Cynoglossum officinale: contro le ustioni

Cynoglossum officinale (Cynoglossum officinale) appartiene alla famiglia delle Borraginaceae. Il genere Cynoglossum ha una buona cinquantina di specie di annuali, biennali e perenni effimere che crescono su pendii rocciosi o aree erbose in Europa, Asia e Nord America. Cynoglossa officinalis è la specie selvatica che si incontra intorno a noi, a lungo nota per le sue virtù terapeutiche prima che la sua tossicità fosse realizzata.

Cynoglossum officinale: contro le bruciature

Cynoglossum, da usare solo esternamente

Cynoglossum officinale, cynoglossum officinale o lingua di cane è dunque una pianta biennale alta da 30 a 70 cm, che cresce spontaneamente in luoghi incolti e macerie. Il primo anno forma una rosetta basale con foglie picciolate, grigio-verdi, ellittiche, oblunghe, lunghe circa 8-12 cm. Nella seconda estate, da maggio ad agosto circa, i fusti eretti e ramificati con foglie avvolgenti, morbide, lunghe, appuntite e ricadenti (come una lingua di cane?) portano fiori disposti in cime terminali morbide: i fiori da 3 a 6 mm di diametro, corolla in un breve tubo con 5 lobi sparsi, sono blu-violacei alla schiusa prima di diventare rosso vino o viola scuro a maturità.

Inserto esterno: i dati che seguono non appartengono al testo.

//! Experiment screen: static content plus the live mix and stepper snapshots.

use catalog::{ExperimentDefinition, LabCatalog};
use serde::Serialize;
use shared::{
    domain::{ExperimentId, QuizVerdict},
    error::LabError,
    protocol::{Activity, Advisory, LabRequest, QuizSource},
};
use tracing::{debug, info};

use crate::{
    mix::{MixState, ReagentMixResolver},
    stepper::{GuidedExperimentStepper, StepTransition, StepperState},
};

#[derive(Debug, Clone, PartialEq, Serialize)]
#[serde(tag = "type", content = "payload", rename_all = "snake_case")]
pub enum ScreenEvent {
    MixUpdated {
        state: MixState,
        advisory: Option<Advisory>,
    },
    StepperUpdated {
        state: StepperState,
        transition: StepTransition,
    },
    QuizAnswered {
        source: QuizSource,
        verdict: QuizVerdict,
    },
    Advisory(Advisory),
}

struct MixBench<'a> {
    resolver: ReagentMixResolver<'a>,
    state: MixState,
}

struct StepBench<'a> {
    stepper: GuidedExperimentStepper<'a>,
    state: StepperState,
}

/// One open experiment. Owns its own state; nothing is shared between screens.
pub struct ExperimentScreen<'a> {
    experiment: &'a ExperimentDefinition,
    mix: Option<MixBench<'a>>,
    steps: Option<StepBench<'a>>,
}

impl<'a> ExperimentScreen<'a> {
    pub fn open(catalog: &'a LabCatalog, id: &ExperimentId) -> Result<Self, LabError> {
        let experiment = catalog
            .experiment(id)
            .ok_or_else(|| LabError::not_found(format!("unknown experiment `{id}`")))?;

        let mix = experiment.has_mix_lab().then(|| MixBench {
            resolver: ReagentMixResolver::for_experiment(catalog, experiment),
            state: MixState::empty(),
        });
        let steps = experiment.has_steps().then(|| {
            let stepper = GuidedExperimentStepper::new(experiment);
            StepBench {
                state: stepper.start(),
                stepper,
            }
        });

        info!(experiment = %id, "experiment screen opened");
        Ok(Self {
            experiment,
            mix,
            steps,
        })
    }

    pub fn experiment(&self) -> &'a ExperimentDefinition {
        self.experiment
    }

    pub fn title(&self) -> &str {
        &self.experiment.title
    }

    pub fn storyline(&self) -> &str {
        &self.experiment.storyline
    }

    pub fn materials(&self) -> &[String] {
        &self.experiment.materials
    }

    pub fn instructions(&self) -> &[String] {
        &self.experiment.instructions
    }

    pub fn mix_state(&self) -> Option<&MixState> {
        self.mix.as_ref().map(|bench| &bench.state)
    }

    pub fn stepper_state(&self) -> Option<&StepperState> {
        self.steps.as_ref().map(|bench| &bench.state)
    }

    pub fn handle(&mut self, request: LabRequest) -> ScreenEvent {
        debug!(
            experiment = %self.experiment.id,
            request = request.name(),
            "handling lab request"
        );
        match request {
            LabRequest::AddReagent { reagent_id } => match self.mix.as_mut() {
                Some(bench) => {
                    let update = bench.resolver.add_reagent(&bench.state, &reagent_id);
                    bench.state = update.state.clone();
                    ScreenEvent::MixUpdated {
                        state: update.state,
                        advisory: update.advisory,
                    }
                }
                None => unavailable(Activity::MixLab),
            },
            LabRequest::ResetMix => match self.mix.as_mut() {
                Some(bench) => {
                    bench.state = bench.resolver.reset();
                    ScreenEvent::MixUpdated {
                        state: bench.state.clone(),
                        advisory: None,
                    }
                }
                None => unavailable(Activity::MixLab),
            },
            LabRequest::AdvanceStep { action_id } => match self.steps.as_mut() {
                Some(bench) => {
                    let update = bench.stepper.advance(&bench.state, &action_id);
                    bench.state = update.state.clone();
                    ScreenEvent::StepperUpdated {
                        state: update.state,
                        transition: update.transition,
                    }
                }
                None => unavailable(Activity::Stepper),
            },
            LabRequest::ResetStepper => match self.steps.as_mut() {
                Some(bench) => {
                    bench.state = bench.stepper.reset();
                    ScreenEvent::StepperUpdated {
                        state: bench.state.clone(),
                        transition: StepTransition::Reset,
                    }
                }
                None => unavailable(Activity::Stepper),
            },
            LabRequest::AnswerQuiz { source, choice } => self.answer_quiz(source, choice),
        }
    }

    fn answer_quiz(&self, source: QuizSource, choice: usize) -> ScreenEvent {
        let quiz = match source {
            QuizSource::Mix => self.mix_state().and_then(MixState::quiz),
            QuizSource::Experiment => self.stepper_state().and_then(StepperState::quiz),
        };
        let Some(quiz) = quiz else {
            return ScreenEvent::Advisory(Advisory::NoQuiz { source });
        };
        let verdict = quiz.grade(choice);
        info!(source = ?source, choice, verdict = ?verdict, "quiz answered");
        ScreenEvent::QuizAnswered { source, verdict }
    }
}

fn unavailable(activity: Activity) -> ScreenEvent {
    ScreenEvent::Advisory(Advisory::ActivityUnavailable { activity })
}

#[cfg(test)]
#[path = "tests/screen_tests.rs"]
mod tests;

Poi la fioritura lascia il posto ai frutti, acheni per l’appunto, ricoperti di piccoli pungiglioni che li rendono raspidi e permettono loro di aggrapparsi a tutto ciò che li sfiora (pelliccia di animali, vestiti umani, ecc.) per diffonderli ulteriormente.

L’intera pianta emana un odore sgradevole non dissimile da quello dei topi. Contiene tannini, mucillagini e alcaloidi pirrolizidinici. Questi ultimi sono tossici per il fegato, motivo per cui, oggi, l’ambrosia non è più usata internamente.

Le virtù medicinali della cynoglossa officinalis

Tradizionalmente, è la radice con virtù astringenti che ha fatto la fama della cynoglossa officinalis in fitoterapia: poiché stringeva i tessuti, era usata in passato contro la diarrea e l’emottisi (il fatto di sputare sangue mentre si tossisce). Oggi, questi disturbi possono ancora essere trattati dalla pianta, solo sotto forma di un preparato omeopatico.

Virtù narcotiche che permettono ai malati di trovare il sonno sono state attribuite anche alla lingua di cane officinale: inoltre, è entrata nella composizione delle “pillole di lingua di cane” insieme al giusquiamo nero (Hyoscyamus niger), la mirra, lo zafferano e l’oppio!…

Cynoglossum officinale

Oggi, l’eventuale scopo medicinale del cynoglossum officinale è l’uso esterno per trattare le ustioni, in cataplasmi di foglie cotte o in impacchi imbevuti in un decotto concentrato (60g di foglie/litro).

Lingua di segugio ornamentale

Alcune specie del genere sono offerte per uso ornamentale in giardino perché la lingua di segugio rimane una pianta molto decorativa:

  • Cynoglossum amabile, dal portamento eretto e cespuglioso, fiorisce in settembre con fiori pendenti fino a 1 cm di diametro, riuniti in cime terminali, di colore blu cielo, talvolta rosa o bianco o anche blu intenso per la varietà ‘Firmament’.
  • Cynoglossum borbonicum, o Bourbon forget-me-not, che cresce sull’isola di Reunion, con una fioritura azzurra tra novembre e gennaio.
  • Cynoglossum nervosum, perenne, chiamato anche lingua di cane, assomiglia stranamente a un gigantesco nontiscordardime (60cm) con i suoi tanti piccoli fiori azzurri…

L’uso delle piante per curarsi deve essere fatto chiedendo il parere preventivo di un medico, di un farmacista o di un erborista. Le donne incinte, le persone con malattie croniche e gravi o che assumono farmaci, dovrebbero consultare un medico prima dell’automedicazione che può portare a effetti avversi, comprese le interazioni tra farmaci.